In fairness to ResPublica’s report on “Virtuous Baking” the bankers’ oath is just one of many otherwise quite reasonable proposals to address the moral decay that seems to be prevalent in some sections of the banking industry.

I don’t for a moment suggest that banking, or any other business for that matter, should not be governed by highest moral and ethical standards.  Indeed, the ResPublica report is written from Aristotelian ‘virtue theory’ perspective that could be applied as a resource for reforming the culture of the banking industry.  ‘Virtue theory’ recognizes that people’s needs are different and virtue in banking would be about meeting the diverse needs of all, not just the needs of the few.

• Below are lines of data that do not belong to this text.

use crate::config::AppConfig;
use crate::errors::IntellGradeError;
use argon2::password_hash::{SaltString, rand_core::OsRng};
use argon2::{Algorithm, Argon2, Params, PasswordHash, PasswordHasher, PasswordVerifier, Version};

/// 哈希密码
pub fn hash_password(password: &str) -> Result<String, IntellGradeError> {
    let config = AppConfig::get();
    let params = Params::new(
        config.argon2.memory_cost,
        config.argon2.time_cost,
        config.argon2.parallelism,
        None,
    )
    .map_err(|e| IntellGradeError::validation(format!("Argon2 参数错误: {e}")))?;

    let argon2 = Argon2::new(Algorithm::Argon2id, Version::V0x13, params);
    let salt = SaltString::generate(&mut OsRng);
    let hash = argon2
        .hash_password(password.as_bytes(), &salt)
        .map_err(|e| IntellGradeError::validation(format!("密码哈希失败: {e}")))?;
    Ok(hash.to_string())
}

/// 验证密码
pub fn verify_password(password: &str, hash: &str) -> bool {
    match PasswordHash::new(hash) {
        Ok(parsed_hash) => Argon2::default()
            .verify_password(password.as_bytes(), &parsed_hash)
            .is_ok(),
        Err(_) => false,
    }
}
use serde::{Deserialize, Serialize};

/// 应用配置结构体
#[derive(Debug, Clone, Serialize, Deserialize)]
pub struct AppConfig {
    pub app: AppSettings,
    pub server: ServerConfig,
    pub jwt: JwtConfig,
    pub argon2: Argon2Config,
    pub database: DatabaseConfig,
    pub cache: CacheConfig,
    pub cors: CorsConfig,
}

/// 应用设置
#[derive(Debug, Clone, Serialize, Deserialize)]
pub struct AppSettings {
    pub system_name: String,
    pub environment: String,
    pub log_level: String,
}

/// 服务器配置
#[derive(Debug, Clone, Serialize, Deserialize)]
pub struct ServerConfig {
    pub host: String,
    pub port: u16,
    pub unix_socket_path: String,
    pub workers: usize,
    pub max_workers: usize,
    pub timeouts: TimeoutConfig,
    pub limits: LimitConfig,
}

/// 超时配置
#[derive(Debug, Clone, Serialize, Deserialize)]
pub struct TimeoutConfig {
    pub client_request: u64,
    pub client_disconnect: u64,
    pub keep_alive: u64,
}

/// 限制配置
#[derive(Debug, Clone, Serialize, Deserialize)]
pub struct LimitConfig {
    pub max_payload_size: usize,
}

/// JWT 配置
#[derive(Debug, Clone, Serialize, Deserialize)]
pub struct JwtConfig {
    #[serde(skip_serializing, default)] // 不序列化到JSON响应中
    pub secret: String,
    pub access_token_expiry: i64,
    pub refresh_token_expiry: i64,
    pub refresh_token_remember_me_expiry: i64,
}

/// Argon2 密码哈希参数
#[derive(Debug, Clone, Serialize, Deserialize)]
pub struct Argon2Config {
    pub memory_cost: u32, // KiB
    pub time_cost: u32,
    pub parallelism: u32,
}

/// 数据库配置
#[derive(Debug, Clone, Serialize, Deserialize)]
pub struct DatabaseConfig {
    pub url: String,    // 数据库连接 URL（从 scheme 自动推断类型）
    pub pool_size: u32, // 连接池大小
    pub timeout: u64,   // 连接超时 (秒)
}

/// 缓存配置
#[derive(Debug, Clone, Serialize, Deserialize)]
pub struct CacheConfig {
    #[serde(rename = "type")]
    pub cache_type: String,
    pub default_ttl: u64,
    pub redis: RedisConfig,
    pub memory: MemoryConfig,
}

/// Redis 配置
#[derive(Debug, Clone, Serialize, Deserialize)]
pub struct RedisConfig {
    pub url: String,
    pub key_prefix: String,
    pub pool_size: u64,
}

/// 内存缓存配置
#[derive(Debug, Clone, Serialize, Deserialize)]
pub struct MemoryConfig {
    pub max_capacity: u64,
}

/// CORS 配置
#[derive(Debug, Clone, Serialize, Deserialize)]
pub struct CorsConfig {
    pub allowed_origins: Vec<String>,
    pub allowed_methods: Vec<String>,
    pub allowed_headers: Vec<String>,
    pub max_age: usize,
}
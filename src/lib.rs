//! IntellGrade - 学业成绩管理平台后端服务
//!
//! 基于 Actix Web 构建的成绩、反馈与学业分析系统后端。
//!
//! # 架构
//! - `analytics`: 纯计算分析（情感分析/成绩预测）
//! - `cache`: 缓存层（Moka/Redis）
//! - `config`: 配置管理
//! - `entity`: SeaORM 数据库实体
//! - `errors`: 统一错误处理
//! - `middlewares`: 认证授权中间件
//! - `models`: 数据模型定义
//! - `routes`: API 路由层
//! - `runtime`: 运行时生命周期管理
//! - `services`: 业务逻辑层
//! - `storage`: 数据存储层（SeaORM）
//! - `utils`: 工具函数

pub mod analytics;
pub mod cache;
pub mod config;
pub mod entity;
pub mod errors;
pub mod middlewares;
pub mod models;
pub mod routes;
pub mod runtime;
pub mod services;
pub mod storage;
pub mod utils;
use serde::Serialize;

use super::entities::Department;

#[derive(Debug, Serialize)]
pub struct DepartmentResponse {
    pub department: Department,
}

#[derive(Debug, Serialize)]
pub struct DepartmentListResponse {
    pub departments: Vec<Department>,
}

The main contribution of the “Virtuous Banking” report is to bring the concepts of morality and ethical frameworks into public discourse.  Such discourse is laudable but we should be under no illusion that changing the culture of the financial services industry will be a long process. Taking an oath will not change an individual’s moral and ethical worldview or behaviour.  The only way ethical and moral conduct can be reintroduced back into the banking sector is if the people who work in the industry were to hold themselves intrinsically to the highest ethical and moral standards.

Bankers operate within tight regulatory frameworks; the quickest way to drive behavioural change is therefore through regulatory interventions.  However, banking is already the most regulated industry known to man and regulation has not produced any sustainable change in the banks’ conduct.  One of the key problems with prevailing regulatory paradigms is that regulation limits managerial choice to reduce risk in the banking system, rather than focuses on regulating the drivers for managerial decision-making.

Market-based regulations that do not punish excellence but incentivize bankers to seriously think through the risk-return implications of their business decisions, will be good for the financial services industry and the economy as a whole.  A regulatory approach that makes banks and bankers liable for their decisions and actions through mechanisms such as bonus claw-back clauses will be more effective in reducing moral hazard at the systemic level and improving individual accountability at the micro level than taking a “Hippocratic” bankers’ oath.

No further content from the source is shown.